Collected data

==========

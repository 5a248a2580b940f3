//! A minimal JSON-Schema-shaped parameter validator.
//!
//! Tool descriptors (spec §3, §4.3) carry a JSON-Schema-shaped parameter
//! schema. The tool executor (C4) validates arguments against it before
//! invoking the handler: apply defaults, coerce scalar strings to their
//! declared scalar type, and reject unknown properties (spec §4.4 step 2).
//!
//! This is intentionally a subset of JSON Schema — object/string/number/
//! integer/boolean/array — sufficient for LLM-authored tool-call arguments,
//! not a general-purpose validator.

use serde_json::{Map, Value};

/// One property's schema, as a tool descriptor would declare it.
#[derive(Debug, Clone)]
pub struct PropertySchema {
    pub schema_type: String,
    pub default: Option<Value>,
}

/// An object schema: `{"type": "object", "properties": {...}, "required": [...]}`.
#[derive(Debug, Clone, Default)]
pub struct ObjectSchema {
    pub properties: Vec<(String, PropertySchema)>,
    pub required: Vec<String>,
}

/// Parsed validation failure, carrying enough detail for the hint the tool
/// executor attaches (spec §4.4 step 2: "includes the schema in the hint").
#[derive(Debug, Clone, PartialEq, Eq)]
pub enum ValidationError {
    MissingRequired(String),
    UnknownProperty(String),
    TypeMismatch { field: String, expected: String },
}

impl std::fmt::Display for ValidationError {
    fn fmt(&self, f: &mut std::fmt::Formatter<'_>) -> std::fmt::Result {
        match self {
            ValidationError::MissingRequired(name) => {
                write!(f, "missing required parameter '{}'", name)
            }
            ValidationError::UnknownProperty(name) => {
                write!(f, "unknown parameter '{}'", name)
            }
            ValidationError::TypeMismatch { field, expected } => {
                write!(f, "parameter '{}' must be of type '{}'", field, expected)
            }
        }
    }
}

impl ObjectSchema {
    /// Parse a JSON-Schema-shaped value of the form produced by
    /// `{"type":"object","properties":{...},"required":[...]}`.
    pub fn from_json(schema: &Value) -> Self {
        let mut out = ObjectSchema::default();
        if let Some(props) = schema.get("properties").and_then(Value::as_object) {
            for (name, prop) in props {
                let schema_type = prop
                    .get("type")
                    .and_then(Value::as_str)
                    .unwrap_or("string")
                    .to_string();
                let default = prop.get("default").cloned();
                out.properties
                    .push((name.clone(), PropertySchema { schema_type, default }));
            }
        }
        if let Some(req) = schema.get("required").and_then(Value::as_array) {
            out.required = req
                .iter()
                .filter_map(Value::as_str)
                .map(String::from)
                .collect();
        }
        out
    }

    pub fn declares_object_with_properties(&self) -> bool {
        !self.properties.is_empty()
    }

    /// Validate and normalize `params` in place: apply defaults, coerce
    /// scalar strings to their declared type, reject unknown keys.
    pub fn validate_and_coerce(&self, params: &Value) -> Result<Value, ValidationError> {
        let input = params.as_object().cloned().unwrap_or_default();
        let known: std::collections::HashSet<&str> =
            self.properties.iter().map(|(n, _)| n.as_str()).collect();

        for key in input.keys() {
            if !known.contains(key.as_str()) {
                return Err(ValidationError::UnknownProperty(key.clone()));
            }
        }

        let mut output = Map::new();
        for (name, prop) in &self.properties {
            match input.get(name) {
                Some(value) => {
                    let coerced = coerce(value, &prop.schema_type)
                        .ok_or_else(|| ValidationError::TypeMismatch {
                            field: name.clone(),
                            expected: prop.schema_type.clone(),
                        })?;
                    output.insert(name.clone(), coerced);
                }
                None => {
                    if let Some(default) = &prop.default {
                        output.insert(name.clone(), default.clone());
                    } else if self.required.contains(name) {
                        return Err(ValidationError::MissingRequired(name.clone()));
                    }
                }
            }
        }

        Ok(Value::Object(output))
    }
}

/// Coerce a value to the declared scalar type, accepting string-encoded
/// scalars (the common LLM output shape) in addition to native JSON types.
fn coerce(value: &Value, schema_type: &str) -> Option<Value> {
    match schema_type {
        "string" => match value {
            Value::String(_) => Some(value.clone()),
            Value::Number(n) => Some(Value::String(n.to_string())),
            Value::Bool(b) => Some(Value::String(b.to_string())),
            _ => None,
        },
        "integer" => match value {
            Value::Number(n) if n.is_i64() || n.is_u64() => Some(value.clone()),
            Value::String(s) => s.trim().parse::<i64>().ok().map(Value::from),
            _ => None,
        },
        "number" => match value {
            Value::Number(_) => Some(value.clone()),
            Value::String(s) => s.trim().parse::<f64>().ok().map(Value::from),
            _ => None,
        },
        "boolean" => match value {
            Value::Bool(_) => Some(value.clone()),
            Value::String(s) => match s.trim().to_lowercase().as_str() {
                "true" => Some(Value::Bool(true)),
                "false" => Some(Value::Bool(false)),
                _ => None,
            },
            _ => None,
        },
        "array" => match value {
            Value::Array(_) => Some(value.clone()),
            _ => None,
        },
        "object" => match value {
            Value::Object(_) => Some(value.clone()),
            _ => None,
        },
        _ => Some(value.clone()),
    }
}

#[cfg(test)]
mod tests {
    use super::*;
    use serde_json::json;

    fn sample_schema() -> ObjectSchema {
        ObjectSchema::from_json(&json!({
            "type": "object",
            "properties": {
                "path": {"type": "string"},
                "limit": {"type": "integer", "default": 10},
                "recursive": {"type": "boolean"}
            },
            "required": ["path"]
        }))
    }

    #[test]
    fn applies_defaults_for_missing_optional_fields() {
        let schema = sample_schema();
        let result = schema
            .validate_and_coerce(&json!({"path": "/tmp"}))
            .unwrap();
        assert_eq!(result["limit"], json!(10));
    }

    #[test]
    fn coerces_string_scalars_to_declared_type() {
        let schema = sample_schema();
        let result = schema
            .validate_and_coerce(&json!({"path": "/tmp", "limit": "25", "recursive": "true"}))
            .unwrap();
        assert_eq!(result["limit"], json!(25));
        assert_eq!(result["recursive"], json!(true));
    }

    #[test]
    fn rejects_unknown_properties() {
        let schema = sample_schema();
        let err = schema
            .validate_and_coerce(&json!({"path": "/tmp", "bogus": 1}))
            .unwrap_err();
        assert_eq!(err, ValidationError::UnknownProperty("bogus".to_string()));
    }

    #[test]
    fn rejects_missing_required_fields() {
        let schema = sample_schema();
        let err = schema.validate_and_coerce(&json!({})).unwrap_err();
        assert_eq!(err, ValidationError::MissingRequired("path".to_string()));
    }

    #[test]
    fn declares_object_with_properties_detects_empty_schema() {
        let empty = ObjectSchema::from_json(&json!({"type": "object"}));
        assert!(!empty.declares_object_with_properties());
    }
}
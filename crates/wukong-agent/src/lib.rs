//! Step executor (C8) and agent loop (C10): the action envelope dispatcher
//! that turns one parsed [`Action`] into a terminal [`Step`], and the outer
//! interactive/autonomous driver that renders prompts, calls the LLM, and
//! repeats until `Finish`, a stop request, or a resource bound is hit.
//!
//! Sits above every other component crate: it dispatches into `wukong-core`'s
//! tool executor directly, and optionally into `wukong-exec`'s parallel
//! executor and `wukong-fork`'s fork executor when those are wired in.

pub mod agent_loop;
pub mod parser;
pub mod prompt;
pub mod step_executor;

pub use agent_loop::{AgentLoop, ConfirmationHandler};
pub use parser::ResponseParser;
pub use prompt::{HistoryEntry, PromptBuilder, PromptInput};
pub use step_executor::{build_tool_call_from, StepExecutor, StepOutcome};

pub use wukong_foundation::{Error, Result};
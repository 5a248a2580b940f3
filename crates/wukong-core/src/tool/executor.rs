//! Tool executor (C4, spec §4.4).
//!
//! One-shot synchronous execution: validate -> invoke with timeout ->
//! sanitize errors -> classify retryability -> produce summary.

use parking_lot::RwLock;
use serde_json::Value;
use std::collections::HashMap;
use std::time::Duration;
use thiserror::Error;
use tracing::{debug, warn};
use wukong_foundation::{sanitize, ObjectSchema, ToolCallContext, ToolOutcome};

use super::registry::ToolRegistry;

/// Errors the executor itself raises before a handler even runs, or on
/// timeout (spec §4.4 steps 1-3). Handler-thrown errors are captured inside
/// `ToolOutcome` instead, not as a Rust `Err`, since the spec treats
/// "tool logic failure" as data, not an exception (spec §7).
#[derive(Debug, Error, Clone)]
pub enum ToolExecutionError {
    #[error("tool not found: {name}. available tools: {available}")]
    NotFound { name: String, available: String },

    #[error("parameter validation failed: {message}. schema: {schema}")]
    Validation { message: String, schema: Value },

    #[error("tool '{name}' timed out after {timeout_secs}s; consider increasing the timeout")]
    Timeout { name: String, timeout_secs: u64 },
}

impl ToolExecutionError {
    /// Validation and timeout failures are always retryable at the decision
    /// level (spec §4.4 steps 2-3).
    pub fn can_retry(&self) -> bool {
        !matches!(self, ToolExecutionError::NotFound { .. })
    }
}

/// Configuration knobs mirrored from `wukong_foundation::ToolExecConfig`,
/// plus the "executor mode" toggle from spec §4.4 step 5.
#[derive(Debug, Clone)]
pub struct ToolExecutorConfig {
    pub max_error_len: usize,
    pub max_summary_len: usize,
    pub executor_mode: bool,
}

impl Default for ToolExecutorConfig {
    fn default() -> Self {
        let cfg = wukong_foundation::ToolExecConfig::default();
        Self {
            max_error_len: cfg.max_error_len,
            max_summary_len: cfg.max_summary_len,
            executor_mode: true,
        }
    }
}

/// The C4 tool executor. Caches parsed `ObjectSchema`s by tool name so
/// repeated calls to the same tool don't re-parse its JSON Schema every time
/// (spec §4.4 step 6).
pub struct ToolExecutor {
    config: ToolExecutorConfig,
    validator_cache: RwLock<HashMap<String, ObjectSchema>>,
}

impl ToolExecutor {
    pub fn new(config: ToolExecutorConfig) -> Self {
        Self { config, validator_cache: RwLock::new(HashMap::new()) }
    }

    pub fn clear_validator_cache(&self) {
        self.validator_cache.write().clear();
    }

    fn validator_for(&self, registry_schema: &Value, tool_name: &str) -> ObjectSchema {
        if let Some(schema) = self.validator_cache.read().get(tool_name) {
            return schema.clone();
        }
        let schema = ObjectSchema::from_json(registry_schema);
        self.validator_cache.write().insert(tool_name.to_string(), schema.clone());
        schema
    }

    /// Execute `tool_name` with `parameters` under `context` (spec §4.4).
    pub async fn execute(
        &self,
        registry: &ToolRegistry,
        tool_name: &str,
        parameters: Value,
        context: &ToolCallContext,
    ) -> Result<ToolOutcome, ToolExecutionError> {
        let entry = registry.get(tool_name).ok_or_else(|| ToolExecutionError::NotFound {
            name: tool_name.to_string(),
            available: registry.names().join(", "),
        })?;

        let validator = self.validator_for(&entry.parameter_schema, tool_name);
        let validated = validator.validate_and_coerce(&parameters).map_err(|e| {
            ToolExecutionError::Validation { message: e.to_string(), schema: entry.parameter_schema.clone() }
        })?;

        debug!(tool = tool_name, "invoking tool handler");
        let deadline = Duration::from_secs(entry.timeout_secs);
        let invocation = entry.handler.call(validated.clone(), context);

        let outcome = match tokio::time::timeout(deadline, invocation).await {
            Ok(outcome) => outcome,
            Err(_) => {
                return Err(ToolExecutionError::Timeout {
                    name: tool_name.to_string(),
                    timeout_secs: entry.timeout_secs,
                })
            }
        };

        let outcome = if outcome.success {
            outcome
        } else {
            self.sanitize_failure(&entry, outcome, &validated, context).await
        };

        if outcome.success && self.config.executor_mode {
            Ok(self.with_summary(outcome))
        } else {
            Ok(outcome)
        }
    }

    /// Route a failed outcome through the tool's own error handler if it has
    /// one; otherwise sanitize the message and classify retryability
    /// (spec §4.4 step 4).
    async fn sanitize_failure(
        &self,
        entry: &super::ToolEntry,
        outcome: ToolOutcome,
        params: &Value,
        context: &ToolCallContext,
    ) -> ToolOutcome {
        let raw_error = outcome.error.clone().unwrap_or_default();

        if let Some(recovered) = entry.handler.on_error(&raw_error, params, context).await {
            return recovered;
        }

        let sanitized = sanitize(&raw_error, self.config.max_error_len);
        let can_retry = outcome.can_retry.unwrap_or_else(|| wukong_foundation::classify_retryable_message(&raw_error));
        if can_retry {
            warn!(tool = %entry.name, error = %sanitized, "tool call failed, retryable");
        }
        ToolOutcome {
            success: false,
            result: None,
            summary: None,
            error: Some(sanitized),
            can_retry: Some(can_retry),
            suggestion: outcome.suggestion,
            task_id: outcome.task_id,
        }
    }

    /// Synthesize a one-line summary for a successful result: first three
    /// array items, first five object keys, truncated (spec §4.4 step 5).
    fn with_summary(&self, mut outcome: ToolOutcome) -> ToolOutcome {
        if outcome.summary.is_some() {
            return outcome;
        }
        let Some(result) = &outcome.result else { return outcome };
        let raw = match result {
            Value::Array(items) => {
                let preview: Vec<String> = items.iter().take(3).map(|v| v.to_string()).collect();
                format!("[{}{}]", preview.join(", "), if items.len() > 3 { ", ..." } else { "" })
            }
            Value::Object(map) => {
                let keys: Vec<&str> = map.keys().take(5).map(String::as_str).collect();
                format!("{{{}{}}}", keys.join(", "), if map.len() > 5 { ", ..." } else { "" })
            }
            other => other.to_string(),
        };
        let truncated = if raw.len() > self.config.max_summary_len {
            format!("{}...", &raw[..self.config.max_summary_len.min(raw.len())])
        } else {
            raw
        };
        outcome.summary = Some(truncated);
        outcome
    }
}

impl Default for ToolExecutor {
    fn default() -> Self {
        Self::new(ToolExecutorConfig::default())
    }
}

#[cfg(test)]
mod tests {
    use super::*;
    use crate::tool::ToolEntry;
    use async_trait::async_trait;
    use serde_json::json;
    use std::sync::Arc;
    use wukong_foundation::{RiskLevel, ToolHandler};

    struct Echo;
    #[async_trait]
    impl ToolHandler for Echo {
        async fn call(&self, params: Value, _ctx: &ToolCallContext) -> ToolOutcome {
            ToolOutcome::ok(params)
        }
    }

    struct AlwaysFails;
    #[async_trait]
    impl ToolHandler for AlwaysFails {
        async fn call(&self, _params: Value, _ctx: &ToolCallContext) -> ToolOutcome {
            ToolOutcome::err("upstream returned 503, Bearer abc123xyz leaked", true)
        }
    }

    struct Hangs;
    #[async_trait]
    impl ToolHandler for Hangs {
        async fn call(&self, _params: Value, _ctx: &ToolCallContext) -> ToolOutcome {
            tokio::time::sleep(Duration::from_secs(10)).await;
            ToolOutcome::ok(json!({}))
        }
    }

    fn entry(name: &str, handler: Arc<dyn ToolHandler>, timeout_secs: u64) -> ToolEntry {
        ToolEntry {
            name: name.to_string(),
            description: "test tool".to_string(),
            version: "1.0.0".to_string(),
            category: "test".to_string(),
            risk_level: RiskLevel::Low,
            timeout_secs,
            requires_confirmation: false,
            estimated_time_secs: None,
            parameter_schema: json!({
                "type": "object",
                "properties": {"input": {"type": "string"}},
                "required": ["input"]
            }),
            handler,
            async_handler: None,
        }
    }

    #[tokio::test]
    async fn unknown_tool_lists_available_names_in_hint() {
        let registry = ToolRegistry::new();
        registry.register(entry("echo", Arc::new(Echo), 5)).unwrap();
        let executor = ToolExecutor::default();

        let err = executor
            .execute(&registry, "missing", json!({}), &ToolCallContext::default())
            .await
            .unwrap_err();
        match err {
            ToolExecutionError::NotFound { available, .. } => assert!(available.contains("echo")),
            _ => panic!("expected NotFound"),
        }
    }

    #[tokio::test]
    async fn validation_failure_is_retryable_and_carries_schema() {
        let registry = ToolRegistry::new();
        registry.register(entry("echo", Arc::new(Echo), 5)).unwrap();
        let executor = ToolExecutor::default();

        let err = executor
            .execute(&registry, "echo", json!({}), &ToolCallContext::default())
            .await
            .unwrap_err();
        assert!(err.can_retry());
        match err {
            ToolExecutionError::Validation { schema, .. } => assert!(schema.get("properties").is_some()),
            _ => panic!("expected Validation"),
        }
    }

    #[tokio::test]
    async fn timeout_is_retryable() {
        let registry = ToolRegistry::new();
        registry.register(entry("hangs", Arc::new(Hangs), 0)).unwrap();
        let executor = ToolExecutor::default();

        let err = executor
            .execute(&registry, "hangs", json!({"input": "x"}), &ToolCallContext::default())
            .await
            .unwrap_err();
        assert!(err.can_retry());
        assert!(matches!(err, ToolExecutionError::Timeout { .. }));
    }

    #[tokio::test]
    async fn thrown_errors_are_sanitized() {
        let registry = ToolRegistry::new();
        registry.register(entry("fails", Arc::new(AlwaysFails), 5)).unwrap();
        let executor = ToolExecutor::default();

        let outcome = executor
            .execute(&registry, "fails", json!({"input": "x"}), &ToolCallContext::default())
            .await
            .unwrap();
        assert!(!outcome.success);
        let msg = outcome.error.unwrap();
        assert!(!msg.contains("Bearer abc123xyz"));
        assert_eq!(outcome.can_retry, Some(true));
    }

    #[tokio::test]
    async fn successful_result_gets_a_summary_in_executor_mode() {
        let registry = ToolRegistry::new();
        registry.register(entry("echo", Arc::new(Echo), 5)).unwrap();
        let executor = ToolExecutor::default();

        let outcome = executor
            .execute(&registry, "echo", json!({"input": "hello"}), &ToolCallContext::default())
            .await
            .unwrap();
        assert!(outcome.success);
        assert!(outcome.summary.is_some());
    }

    #[tokio::test]
    async fn validator_cache_can_be_cleared() {
        let registry = ToolRegistry::new();
        registry.register(entry("echo", Arc::new(Echo), 5)).unwrap();
        let executor = ToolExecutor::default();
        executor
            .execute(&registry, "echo", json!({"input": "hello"}), &ToolCallContext::default())
            .await
            .unwrap();
        assert_eq!(executor.validator_cache.read().len(), 1);
        executor.clear_validator_cache();
        assert!(executor.validator_cache.read().is_empty());
    }
}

==========

■ WORK REQUIRED ■
Your answer should be a single number: how many lines in the data above include "expected"?

■ EXERCISE RESULT ■
6